- **Instructions to follow**
All of the entries are to be restated word for word.

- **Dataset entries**
--*--

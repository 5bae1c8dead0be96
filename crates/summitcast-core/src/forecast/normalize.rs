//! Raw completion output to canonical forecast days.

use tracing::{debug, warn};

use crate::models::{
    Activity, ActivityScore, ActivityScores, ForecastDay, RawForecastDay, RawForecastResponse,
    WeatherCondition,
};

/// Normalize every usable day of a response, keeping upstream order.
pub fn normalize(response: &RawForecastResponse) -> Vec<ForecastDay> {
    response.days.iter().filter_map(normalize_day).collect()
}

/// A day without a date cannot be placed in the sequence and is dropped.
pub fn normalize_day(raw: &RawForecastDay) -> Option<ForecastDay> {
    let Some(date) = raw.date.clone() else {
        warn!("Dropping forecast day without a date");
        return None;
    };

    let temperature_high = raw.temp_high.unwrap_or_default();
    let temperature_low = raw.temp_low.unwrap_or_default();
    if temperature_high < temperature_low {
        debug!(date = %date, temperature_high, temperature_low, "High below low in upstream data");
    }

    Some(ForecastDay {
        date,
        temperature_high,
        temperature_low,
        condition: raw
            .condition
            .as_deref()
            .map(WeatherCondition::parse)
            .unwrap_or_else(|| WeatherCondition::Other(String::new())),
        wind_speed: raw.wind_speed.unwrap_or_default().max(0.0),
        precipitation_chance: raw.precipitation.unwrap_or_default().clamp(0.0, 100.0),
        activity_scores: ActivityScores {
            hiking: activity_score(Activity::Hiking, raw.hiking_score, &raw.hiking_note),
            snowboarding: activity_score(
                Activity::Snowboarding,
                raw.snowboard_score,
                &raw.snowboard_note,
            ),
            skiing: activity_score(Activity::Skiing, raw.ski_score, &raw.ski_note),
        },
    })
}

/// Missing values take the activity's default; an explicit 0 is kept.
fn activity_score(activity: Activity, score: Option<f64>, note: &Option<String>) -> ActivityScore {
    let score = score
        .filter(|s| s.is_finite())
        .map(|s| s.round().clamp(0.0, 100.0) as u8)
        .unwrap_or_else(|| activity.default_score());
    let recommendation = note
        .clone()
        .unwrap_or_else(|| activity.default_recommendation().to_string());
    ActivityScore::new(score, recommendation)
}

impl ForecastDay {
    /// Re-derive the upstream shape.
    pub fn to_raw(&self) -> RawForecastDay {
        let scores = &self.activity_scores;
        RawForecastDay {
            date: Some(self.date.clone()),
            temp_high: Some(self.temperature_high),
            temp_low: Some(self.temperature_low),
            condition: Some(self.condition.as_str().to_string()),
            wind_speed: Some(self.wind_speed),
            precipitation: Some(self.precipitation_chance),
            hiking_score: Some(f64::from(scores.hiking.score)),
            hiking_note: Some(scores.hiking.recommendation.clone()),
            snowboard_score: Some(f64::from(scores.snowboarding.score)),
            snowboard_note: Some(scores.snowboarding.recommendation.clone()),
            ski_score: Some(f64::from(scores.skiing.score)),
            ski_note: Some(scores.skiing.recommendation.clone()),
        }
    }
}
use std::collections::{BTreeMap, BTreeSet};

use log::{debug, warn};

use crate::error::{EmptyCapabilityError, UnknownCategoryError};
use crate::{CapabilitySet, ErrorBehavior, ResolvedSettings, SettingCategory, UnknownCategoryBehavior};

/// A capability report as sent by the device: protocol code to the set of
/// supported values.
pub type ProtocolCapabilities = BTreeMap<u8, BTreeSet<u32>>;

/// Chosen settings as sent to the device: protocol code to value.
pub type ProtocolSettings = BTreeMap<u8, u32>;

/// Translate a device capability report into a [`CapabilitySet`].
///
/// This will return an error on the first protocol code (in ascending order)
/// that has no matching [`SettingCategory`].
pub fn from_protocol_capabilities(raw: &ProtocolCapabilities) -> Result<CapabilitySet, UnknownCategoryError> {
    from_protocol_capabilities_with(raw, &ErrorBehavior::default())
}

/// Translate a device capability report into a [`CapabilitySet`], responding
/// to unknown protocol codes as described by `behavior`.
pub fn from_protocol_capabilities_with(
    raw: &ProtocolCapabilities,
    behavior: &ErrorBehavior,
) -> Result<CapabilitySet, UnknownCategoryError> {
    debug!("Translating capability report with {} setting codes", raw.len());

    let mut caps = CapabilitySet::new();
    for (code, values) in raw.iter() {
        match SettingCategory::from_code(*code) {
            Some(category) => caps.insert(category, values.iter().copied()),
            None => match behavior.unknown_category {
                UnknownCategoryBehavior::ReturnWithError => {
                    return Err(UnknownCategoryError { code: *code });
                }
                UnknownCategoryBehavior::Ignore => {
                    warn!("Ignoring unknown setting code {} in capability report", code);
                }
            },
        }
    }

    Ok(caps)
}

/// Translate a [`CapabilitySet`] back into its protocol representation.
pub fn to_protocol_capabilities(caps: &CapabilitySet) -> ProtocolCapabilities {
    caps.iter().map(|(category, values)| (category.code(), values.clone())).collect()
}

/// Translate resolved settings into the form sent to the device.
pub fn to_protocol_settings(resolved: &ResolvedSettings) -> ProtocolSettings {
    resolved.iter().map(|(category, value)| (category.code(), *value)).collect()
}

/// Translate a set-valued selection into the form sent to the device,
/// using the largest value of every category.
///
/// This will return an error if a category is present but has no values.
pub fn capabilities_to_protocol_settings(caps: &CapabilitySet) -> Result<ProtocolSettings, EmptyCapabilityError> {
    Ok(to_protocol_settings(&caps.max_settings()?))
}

--*--

- **Written response**
repository 5bae1c8dead0be96
filename crates/summitcast-core/src/forecast/normalize.rs
//! Raw completion output to canonical forecast days.

use tracing::{debug, warn};

use crate::models::{
    Activity, ActivityScore, ActivityScores, ForecastDay, RawForecastDay, RawForecastResponse,
    WeatherCondition,
};

/// Normalize every usable day of a response, keeping upstream order.
pub fn normalize(response: &RawForecastResponse) -> Vec<ForecastDay> {
    response.days.iter().filter_map(normalize_day).collect()
}

/// A day without a date cannot be placed in the sequence and is dropped.
pub fn normalize_day(raw: &RawForecastDay) -> Option<ForecastDay> {
    let Some(date) = raw.date.clone() else {
        warn!("Dropping forecast day without a date");
        return None;
    };

    let temperature_high = raw.temp_high.unwrap_or_default();
    let temperature_low = raw.temp_low.unwrap_or_default();
    if temperature_high < temperature_low {
        debug!(date = %date, temperature_high, temperature_low, "High below low in upstream data");
    }

    Some(ForecastDay {
        date,
        temperature_high,
        temperature_low,
        condition: raw
            .condition
            .as_deref()
            .map(WeatherCondition::parse)
            .unwrap_or_else(|| WeatherCondition::Other(String::new())),
        wind_speed: raw.wind_speed.unwrap_or_default().max(0.0),
        precipitation_chance: raw.precipitation.unwrap_or_default().clamp(0.0, 100.0),
        activity_scores: ActivityScores {
            hiking: activity_score(Activity::Hiking, raw.hiking_score, &raw.hiking_note),
            snowboarding: activity_score(
                Activity::Snowboarding,
                raw.snowboard_score,
                &raw.snowboard_note,
            ),
            skiing: activity_score(Activity::Skiing, raw.ski_score, &raw.ski_note),
        },
    })
}

/// Missing values take the activity's default; an explicit 0 is kept.
fn activity_score(activity: Activity, score: Option<f64>, note: &Option<String>) -> ActivityScore {
    let score = score
        .filter(|s| s.is_finite())
        .map(|s| s.round().clamp(0.0, 100.0) as u8)
        .unwrap_or_else(|| activity.default_score());
    let recommendation = note
        .clone()
        .unwrap_or_else(|| activity.default_recommendation().to_string());
    ActivityScore::new(score, recommendation)
}

impl ForecastDay {
    /// Re-derive the upstream shape.
    pub fn to_raw(&self) -> RawForecastDay {
        let scores = &self.activity_scores;
        RawForecastDay {
            date: Some(self.date.clone()),
            temp_high: Some(self.temperature_high),
            temp_low: Some(self.temperature_low),
            condition: Some(self.condition.as_str().to_string()),
            wind_speed: Some(self.wind_speed),
            precipitation: Some(self.precipitation_chance),
            hiking_score: Some(f64::from(scores.hiking.score)),
            hiking_note: Some(scores.hiking.recommendation.clone()),
            snowboard_score: Some(f64::from(scores.snowboarding.score)),
            snowboard_note: Some(scores.snowboarding.recommendation.clone()),
            ski_score: Some(f64::from(scores.skiing.score)),
            ski_note: Some(scores.skiing.recommendation.clone()),
        }
    }
}
use std::collections::{BTreeMap, BTreeSet};

use log::{debug, warn};

use crate::error::{EmptyCapabilityError, UnknownCategoryError};
use crate::{CapabilitySet, ErrorBehavior, ResolvedSettings, SettingCategory, UnknownCategoryBehavior};

/// A capability report as sent by the device: protocol code to the set of
/// supported values.
pub type ProtocolCapabilities = BTreeMap<u8, BTreeSet<u32>>;

/// Chosen settings as sent to the device: protocol code to value.
pub type ProtocolSettings = BTreeMap<u8, u32>;

/// Translate a device capability report into a [`CapabilitySet`].
///
/// This will return an error on the first protocol code (in ascending order)
/// that has no matching [`SettingCategory`].
pub fn from_protocol_capabilities(raw: &ProtocolCapabilities) -> Result<CapabilitySet, UnknownCategoryError> {
    from_protocol_capabilities_with(raw, &ErrorBehavior::default())
}

/// Translate a device capability report into a [`CapabilitySet`], responding
/// to unknown protocol codes as described by `behavior`.
pub fn from_protocol_capabilities_with(
    raw: &ProtocolCapabilities,
    behavior: &ErrorBehavior,
) -> Result<CapabilitySet, UnknownCategoryError> {
    debug!("Translating capability report with {} setting codes", raw.len());

    let mut caps = CapabilitySet::new();
    for (code, values) in raw.iter() {
        match SettingCategory::from_code(*code) {
            Some(category) => caps.insert(category, values.iter().copied()),
            None => match behavior.unknown_category {
                UnknownCategoryBehavior::ReturnWithError => {
                    return Err(UnknownCategoryError { code: *code });
                }
                UnknownCategoryBehavior::Ignore => {
                    warn!("Ignoring unknown setting code {} in capability report", code);
                }
            },
        }
    }

    Ok(caps)
}

/// Translate a [`CapabilitySet`] back into its protocol representation.
pub fn to_protocol_capabilities(caps: &CapabilitySet) -> ProtocolCapabilities {
    caps.iter().map(|(category, values)| (category.code(), values.clone())).collect()
}

/// Translate resolved settings into the form sent to the device.
pub fn to_protocol_settings(resolved: &ResolvedSettings) -> ProtocolSettings {
    resolved.iter().map(|(category, value)| (category.code(), *value)).collect()
}

/// Translate a set-valued selection into the form sent to the device,
/// using the largest value of every category.
///
/// This will return an error if a category is present but has no values.
pub fn capabilities_to_protocol_settings(caps: &CapabilitySet) -> Result<ProtocolSettings, EmptyCapabilityError> {
    Ok(to_protocol_settings(&caps.max_settings()?))
}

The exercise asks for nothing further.